Traditional Chinese:

	CP950 (cp950.h)
	BIG5-HKSCS (big5hkscs.h)

Korean:

	CP949 (cp949.h)

Armenian:

	ARMSCII-8 (armscii_8.h)

Georgian:

	Georgian-Academy, Georgian-PS (georgian_academy.h, georgian_ps.h)

Thai:

	CP874 (cp874.h)
	MacThai (mac_thai.h)

Laotian:

	MuleLao-1, CP1133 (mulelao.h, cp1133.h)

Vietnamese:

	VISCII, TCVN (viscii.h, tcvn.h)
	CP1258 (cp1258.h)

Unicode:

	BE/LE variants of normal encodings. I assume UnicodeLib handles
	these, but can't be sure.
	C99 / JAVA - well, yes.


Iconv Module:
=============

The iconv module is effectively a thin veneer around UnicodeLib. However,
8bit encodings are implemented within the module rather than using the
support in UnicodeLib. The rationale for this is simply that, although
UnicodeLib will understand (and act upon - reportedly...) additions to
the ISO2022 Unicode resource, other encodings are ignored. As the vast
majority of outstanding encodings fall into this category, and the code
is fairly simple, it made sense to implement it within the module.

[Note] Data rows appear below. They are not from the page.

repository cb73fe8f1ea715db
//! Command-line interface

pub mod args;
pub mod commands;

pub use args::{Cli, Commands};
//! bundlecache - launch selection and asset cache for over-the-air updates
//!
//! Keeps a catalog of downloaded updates and a content-addressed store of
//! their files, picks the newest update that is safe to boot, and falls back
//! to the update embedded in the host when none is.

pub mod catalog;
pub mod cli;
pub mod config;
pub mod controller;
pub mod error;
pub mod launch;
pub mod lock;
pub mod model;
pub mod retention;
pub mod store;

pub use controller::UpdatesController;
pub use error::{BundleCacheError, BundleCacheResult};
pub use launch::LaunchSelection;
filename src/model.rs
//! Domain records shared by the catalog, the asset store and the selector
//!
//! `Update` and `Asset` mirror catalog rows. `NewUpdate` and `NewAsset` are
//! what a fetcher hands over when it commits a downloaded update.

use chrono::{DateTime, Utc};
use serde::{Deserialize, Serialize};
use std::fmt;
use uuid::Uuid;

/// Identifier of an update
pub type UpdateId = Uuid;

/// A committed update bundle
#[derive(Debug, Clone, PartialEq, Eq, Serialize, Deserialize)]
pub struct Update {
    /// Unique update ID
    pub id: UpdateId,

    /// Project this update belongs to
    pub scope_key: String,

    /// Publish time, used for newest-first ordering
    pub commit_time: DateTime<Utc>,

    /// Host runtime this update is compatible with
    pub runtime_version: String,

    /// All assets are recorded and the update may be launched
    pub is_ready: bool,

    /// Launches that completed without crashing
    pub successful_launch_count: u32,

    /// Launches that crashed before reporting success
    pub failed_launch_count: u32,

    /// Last time this update was selected for launch
    pub last_accessed: DateTime<Utc>,

    /// Opaque manifest metadata handed over by the fetcher
    pub manifest: Option<serde_json::Value>,
}

impl Update {
    /// Whether the rollback policy keeps this update out of the candidate list
    ///
    /// An update that launched successfully at least once stays launchable
    /// even if it has also crashed since.
    pub fn is_rolled_back(&self, failed_launch_threshold: u32) -> bool {
        self.successful_launch_count == 0
            && failed_launch_threshold > 0
            && self.failed_launch_count >= failed_launch_threshold
    }
}

impl fmt::Display for Update {
    fn fmt(&self, f: &mut fmt::Formatter<'_>) -> fmt::Result {
        write!(
            f,
            "{} ({}, {})",
            self.id,
            self.scope_key,
            self.commit_time.to_rfc3339()
        )
    }
}

/// An asset as referenced by one update
#[derive(Debug, Clone, PartialEq, Eq, Serialize, Deserialize)]
pub struct Asset {
    /// Content address or manifest-derived stable identifier
    pub key: String,

    /// Location under the asset root
    pub relative_path: String,

    /// SHA-256 hex of the content when `key` is not itself the hash
    pub expected_hash: Option<String>,

    /// MIME type or file extension reported by the manifest
    pub content_type: Option<String>,

    /// Name of the copy shipped inside the host binary, if any
    pub embedded_filename: Option<String>,

    /// When the catalog first recorded this asset
    pub download_time: DateTime<Utc>,

    /// Entry point bundle for the update this asset was loaded for
    pub is_launch_asset: bool,
}

impl Asset {
    /// The hash the on-disk bytes must match
    pub fn content_hash(&self) -> &str {
        self.expected_hash.as_deref().unwrap_or(&self.key)
    }
}

/// An update as committed by the fetcher
#[derive(Debug, Clone)]
pub struct NewUpdate {
    pub id: UpdateId,
    pub scope_key: String,
    pub commit_time: DateTime<Utc>,
    pub runtime_version: String,
    /// Defaults to true; a fetcher that stages downloads can commit a pending
    /// update and mark it ready later
    pub is_ready: bool,
    /// Initial access time, defaults to the commit moment
    pub last_accessed: DateTime<Utc>,
    pub manifest: Option<serde_json::Value>,
}

impl NewUpdate {
    /// Create a ready update record
    pub fn new(
        id: UpdateId,
        scope_key: impl Into<String>,
        commit_time: DateTime<Utc>,
        runtime_version: impl Into<String>,
    ) -> Self {
        Self {
            id,
            scope_key: scope_key.into(),
            commit_time,
            runtime_version: runtime_version.into(),
            is_ready: true,
            last_accessed: Utc::now(),
            manifest: None,
        }
    }

    /// Commit the update as not yet ready
    pub fn pending(mut self) -> Self {
        self.is_ready = false;
        self
    }

    /// Override the initial access time
    pub fn accessed_at(mut self, at: DateTime<Utc>) -> Self {
        self.last_accessed = at;
        self
    }

    /// Attach manifest metadata
    pub fn with_manifest(mut self, manifest: serde_json::Value) -> Self {
        self.manifest = Some(manifest);
        self
    }
}

/// An asset as committed by the fetcher
#[derive(Debug, Clone)]
pub struct NewAsset {
    pub key: String,
    pub relative_path: String,
    pub expected_hash: Option<String>,
    pub content_type: Option<String>,
    pub embedded_filename: Option<String>,
    pub is_launch_asset: bool,
}

impl NewAsset {
    /// Create an asset stored under its own key
    pub fn new(key: impl Into<String>) -> Self {
        let key = key.into();
        Self {
            relative_path: key.clone(),
            key,
            expected_hash: None,
            content_type: None,
            embedded_filename: None,
            is_launch_asset: false,
        }
    }

    /// Mark as the update's entry point bundle
    pub fn launch(mut self) -> Self {
        self.is_launch_asset = true;
        self
    }

    /// Store under a different path than the key
    pub fn at_path(mut self, relative_path: impl Into<String>) -> Self {
        self.relative_path = relative_path.into();
        self
    }

    /// Verify against an explicit hash instead of the key
    pub fn with_hash(mut self, hash: impl Into<String>) -> Self {
        self.expected_hash = Some(hash.into());
        self
    }

    /// Record the content type
    pub fn with_content_type(mut self, content_type: impl Into<String>) -> Self {
        self.content_type = Some(content_type.into());
        self
    }

    /// Record that a copy ships inside the host binary
    pub fn embedded_as(mut self, filename: impl Into<String>) -> Self {
        self.embedded_filename = Some(filename.into());
        self
    }
}
//! CLI command implementations

pub mod config;
pub mod list;
pub mod report;
pub mod reset;
pub mod select;
pub mod status;
pub mod sweep;

pub use config::execute as config;
pub use list::execute as list;
pub use report::execute as report;
pub use reset::execute as reset;
pub use select::execute as select;
pub use status::execute as status;
pub use sweep::execute as sweep;
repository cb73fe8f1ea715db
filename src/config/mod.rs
//! Configuration management for bundlecache

pub mod schema;

pub use schema::Config;

use crate::error::{BundleCacheError, BundleCacheResult};
use std::path::{Path, PathBuf};
use tokio::fs;
use tracing::{debug, info};

/// Overrides the cache root from the environment
pub const ROOT_ENV: &str = "BUNDLECACHE_ROOT";

/// Configuration manager
pub struct ConfigManager {
    config_path: PathBuf,
}

impl ConfigManager {
    /// Create a new config manager with default path
    pub fn new() -> Self {
        Self {
            config_path: Self::default_config_path(),
        }
    }

    /// Create a config manager with a custom path
    pub fn with_path(path: PathBuf) -> Self {
        Self { config_path: path }
    }

    /// Get the default config file path
    pub fn default_config_path() -> PathBuf {
        dirs::config_dir()
            .unwrap_or_else(|| PathBuf::from("."))
            .join("bundlecache")
            .join("config.toml")
    }

    /// Default cache root when `storage.root` is unset
    pub fn data_dir() -> PathBuf {
        dirs::data_local_dir()
            .unwrap_or_else(|| PathBuf::from("."))
            .join("bundlecache")
    }

    /// Load configuration, falling back to defaults, then apply env overrides
    pub async fn load(&self) -> BundleCacheResult<Config> {
        let mut config = if self.config_path.exists() {
            self.load_from_file(&self.config_path).await?
        } else {
            debug!("Config file not found, using defaults");
            Config::default()
        };

        apply_env_overrides(&mut config);
        Ok(config)
    }

    /// Load configuration from a specific file
    pub async fn load_from_file(&self, path: &Path) -> BundleCacheResult<Config> {
        let content = fs::read_to_string(path).await.map_err(|e| {
            BundleCacheError::io(format!("reading config from {}", path.display()), e)
        })?;

        toml::from_str(&content).map_err(|e| BundleCacheError::ConfigInvalid {
            path: path.to_path_buf(),
            reason: e.to_string(),
        })
    }

    /// Save configuration to file
    pub async fn save(&self, config: &Config) -> BundleCacheResult<()> {
        self.ensure_config_dir().await?;

        let content = toml::to_string_pretty(config)?;
        fs::write(&self.config_path, content).await.map_err(|e| {
            BundleCacheError::io(
                format!("writing config to {}", self.config_path.display()),
                e,
            )
        })?;

        info!("Configuration saved to {}", self.config_path.display());
        Ok(())
    }

    /// Ensure the config directory exists
    async fn ensure_config_dir(&self) -> BundleCacheResult<()> {
        if let Some(parent) = self.config_path.parent() {
            fs::create_dir_all(parent)
                .await
                .map_err(|e| BundleCacheError::ConfigDirCreate {
                    path: parent.to_path_buf(),
                    source: e,
                })?;
        }
        Ok(())
    }

    /// Get the config file path
    pub fn path(&self) -> &Path {
        &self.config_path
    }
}

impl Default for ConfigManager {
    fn default() -> Self {
        Self::new()
    }
}

fn apply_env_overrides(config: &mut Config) {
    if let Some(root) = std::env::var_os(ROOT_ENV).filter(|v| !v.is_empty()) {
        debug!("Cache root overridden by {}", ROOT_ENV);
        config.storage.root = Some(PathBuf::from(root));
    }
}
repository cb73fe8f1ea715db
//! Process-wide lock between launches and cache maintenance
//!
//! Launch selection and update commits take the shared side and may run
//! together. The retention sweep takes the exclusive side so it never deletes
//! a file a selector is about to verify. Every acquisition is bounded.

use crate::error::{BundleCacheError, BundleCacheResult};
use std::sync::Arc;
use std::time::Duration;
use tokio::sync::{OwnedRwLockReadGuard, OwnedRwLockWriteGuard, RwLock};
use tracing::debug;

/// Cloneable handle to the shared cache lock
#[derive(Debug, Clone, Default)]
pub struct CacheLock {
    inner: Arc<RwLock<()>>,
}

impl CacheLock {
    pub fn new() -> Self {
        Self::default()
    }

    /// Acquire the shared side, used by selection and commits
    pub async fn shared(
        &self,
        purpose: &'static str,
        timeout: Duration,
    ) -> BundleCacheResult<OwnedRwLockReadGuard<()>> {
        let guard = tokio::time::timeout(timeout, self.inner.clone().read_owned())
            .await
            .map_err(|_| timed_out(purpose, timeout))?;
        debug!("Acquired shared cache lock for {}", purpose);
        Ok(guard)
    }

    /// Acquire the exclusive side, used by the sweep
    pub async fn exclusive(
        &self,
        purpose: &'static str,
        timeout: Duration,
    ) -> BundleCacheResult<OwnedRwLockWriteGuard<()>> {
        let guard = tokio::time::timeout(timeout, self.inner.clone().write_owned())
            .await
            .map_err(|_| timed_out(purpose, timeout))?;
        debug!("Acquired exclusive cache lock for {}", purpose);
        Ok(guard)
    }
}

fn timed_out(purpose: &'static str, timeout: Duration) -> BundleCacheError {
    BundleCacheError::LockTimeout {
        purpose,
        waited_ms: u64::try_from(timeout.as_millis()).unwrap_or(u64::MAX),
    }
}
//! Entry point used by the host runtime
//!
//! Owns the catalog, asset store, embedded bundle and cache lock for one
//! cache root, and remembers which update this process launched so the
//! retention sweep never removes it.

use crate::catalog::{CatalogCounts, UpdateCatalog};
use crate::config::Config;
use crate::error::{BundleCacheError, BundleCacheResult};
use crate::launch::{
    EmbeddedBundle, FallbackReason, LaunchOutcome, LaunchPolicy, LaunchSelection, LaunchSelector,
    ShortCircuit,
};
use crate::lock::CacheLock;
use crate::model::{NewAsset, NewUpdate, UpdateId};
use crate::retention::{RetentionTracker, SweepReport};
use crate::store::AssetStore;
use chrono::Duration as ChronoDuration;
use std::sync::{Arc, Mutex};
use tokio::fs;
use tracing::{debug, info, warn};

pub struct UpdatesController {
    config: Config,
    catalog: Arc<UpdateCatalog>,
    store: Arc<AssetStore>,
    embedded: Arc<EmbeddedBundle>,
    selector: LaunchSelector,
    retention: RetentionTracker,
    lock: CacheLock,
    launched: Mutex<Option<UpdateId>>,
}

impl UpdatesController {
    /// Open (creating if needed) the cache rooted at `config.storage`
    pub async fn open(config: &Config) -> BundleCacheResult<Self> {
        let root = config.storage.root_dir();
        fs::create_dir_all(&root).await.map_err(|e| {
            BundleCacheError::io(format!("creating cache root {}", root.display()), e)
        })?;

        let catalog = Arc::new(
            UpdateCatalog::open(
                config.storage.database_path(),
                config.storage.busy_timeout(),
            )
            .await?,
        );
        let store = Arc::new(AssetStore::open(config.storage.assets_path()).await?);
        let embedded = Arc::new(EmbeddedBundle::new(
            config.launch.embedded_path(&config.storage),
        ));
        let lock = CacheLock::new();

        let selector = LaunchSelector::new(
            catalog.clone(),
            store.clone(),
            embedded.clone(),
            LaunchPolicy {
                failed_launch_threshold: config.launch.failed_launch_threshold,
            },
        );
        let retention = RetentionTracker::new(
            catalog.clone(),
            store.clone(),
            lock.clone(),
            config.retention.lock_timeout(),
        )
        .keep_previous(config.retention.keep_previous);

        info!("Opened update cache at {}", root.display());
        Ok(Self {
            config: config.clone(),
            catalog,
            store,
            embedded,
            selector,
            retention,
            lock,
            launched: Mutex::new(None),
        })
    }

    pub fn config(&self) -> &Config {
        &self.config
    }

    pub fn catalog(&self) -> &UpdateCatalog {
        &self.catalog
    }

    pub fn store(&self) -> &AssetStore {
        &self.store
    }

    pub fn embedded(&self) -> &EmbeddedBundle {
        &self.embedded
    }

    /// Handle the host can trigger to abandon an in-flight selection
    pub fn short_circuit(&self) -> ShortCircuit {
        self.selector.short_circuit()
    }

    /// Update booted by this process, if any
    pub fn launched_update(&self) -> Option<UpdateId> {
        self.launched.lock().ok().and_then(|guard| *guard)
    }

    /// Record a downloaded update whose files are already materialized
    ///
    /// `launch_asset_key` designates the entry point among `assets`.
    pub async fn commit_update(
        &self,
        update: NewUpdate,
        mut assets: Vec<NewAsset>,
        launch_asset_key: &str,
    ) -> BundleCacheResult<()> {
        if !assets.iter().any(|a| a.key == launch_asset_key) {
            let err = BundleCacheError::validation(format!(
                "launch asset {launch_asset_key} is not among the update's assets"
            ));
            warn!("Rejected commit of update {}: {}", update.id, err);
            return Err(err);
        }
        for asset in &mut assets {
            asset.is_launch_asset = asset.key == launch_asset_key;
        }

        let _guard = self
            .lock
            .shared("commit", self.config.launch.lock_timeout())
            .await?;
        self.catalog
            .insert_update_with_assets(&update, &assets)
            .await
            .inspect_err(|e| {
                if e.is_contract_violation() {
                    warn!("Rejected commit of update {}: {}", update.id, e);
                }
            })
    }

    /// Choose the update to boot for a scope and runtime
    ///
    /// Only fails when the embedded update itself is unusable.
    pub async fn select_update_for_launch(
        &self,
        scope_key: &str,
        runtime_version: &str,
    ) -> BundleCacheResult<LaunchSelection> {
        Ok(self
            .select_with_report(scope_key, runtime_version)
            .await?
            .selection)
    }

    /// Like `select_update_for_launch`, keeping the selection report
    pub async fn select_with_report(
        &self,
        scope_key: &str,
        runtime_version: &str,
    ) -> BundleCacheResult<LaunchOutcome> {
        // Held until the launched update is recorded so a sweep waiting on
        // the exclusive side sees it as active.
        let guard = self
            .lock
            .shared("launch", self.config.launch.lock_timeout())
            .await;
        let outcome = match &guard {
            Ok(_) => self.select_bounded(scope_key, runtime_version).await?,
            Err(e) => {
                warn!("{}; launching embedded update", e);
                self.selector.fallback(FallbackReason::LockUnavailable).await?
            }
        };

        if let LaunchSelection::Cached { update, .. } = &outcome.selection {
            if let Err(e) = self.retention.stamp_access(update).await {
                warn!("Could not stamp access time for {}: {}", update.id, e);
            }
        }
        if let Ok(mut launched) = self.launched.lock() {
            *launched = Some(outcome.selection.update_id());
        }
        drop(guard);
        Ok(outcome)
    }

    async fn select_bounded(
        &self,
        scope_key: &str,
        runtime_version: &str,
    ) -> BundleCacheResult<LaunchOutcome> {
        let Some(budget) = self.config.launch.cold_start_timeout() else {
            return self.selector.select(scope_key, runtime_version).await;
        };

        match tokio::time::timeout(budget, self.selector.select(scope_key, runtime_version)).await
        {
            Ok(result) => result,
            Err(_) => {
                warn!(
                    "Launch selection exceeded {}ms, launching embedded update",
                    budget.as_millis()
                );
                self.selector.fallback(FallbackReason::TimedOut).await
            }
        }
    }

    /// Feed a launch outcome back into the rollback counters
    pub async fn report_launch_outcome(
        &self,
        update_id: UpdateId,
        success: bool,
    ) -> BundleCacheResult<()> {
        self.catalog.record_launch_outcome(update_id, success).await
    }

    pub async fn reset_launch_failures(&self, update_id: UpdateId) -> BundleCacheResult<()> {
        self.catalog.reset_launch_failures(update_id).await
    }

    /// Run the retention sweep with the configured window
    pub async fn sweep(&self) -> BundleCacheResult<SweepReport> {
        self.sweep_protecting(self.config.retention.window(), None)
            .await
    }

    /// Run the retention sweep
    ///
    /// `active` defaults to the update this process launched, read once the
    /// sweep holds the cache lock.
    pub async fn sweep_protecting(
        &self,
        window: ChronoDuration,
        active: Option<UpdateId>,
    ) -> BundleCacheResult<SweepReport> {
        self.retention
            .sweep_with(window, || {
                let active = active.or_else(|| self.launched_update());
                debug!("Sweeping with window {}, active update {:?}", window, active);
                active
            })
            .await
    }

    pub async fn counts(&self) -> BundleCacheResult<CatalogCounts> {
        self.catalog.counts().await
    }

    pub async fn close(&self) {
        self.catalog.close().await;
    }
}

With use of the iconv module, the list of outstanding encodings is
reduced to:

	CP1255 (requires state-based transcoding)

	GB18030 (not 8bit - reportedly a requirement of PRC)
	HZ-GB-2312 (not 8bit - supported by IE4)

	CP950 (not 8bit - a (MS) variant of Big5)
	BIG5-HKSCS (not 8bit - again, a Big5 variant)

	CP949 (not 8bit)

	ARMSCII-8 (easily implemented, if required)

	VISCII (easily implemented, if required)
	CP1258, TCVN (requires state-based transcoding)

Additionally, the rest of the CodePage encodings implemented in iconv
but not listed above (due to omissions from the iconv documentation)
are implemented by the iconv module.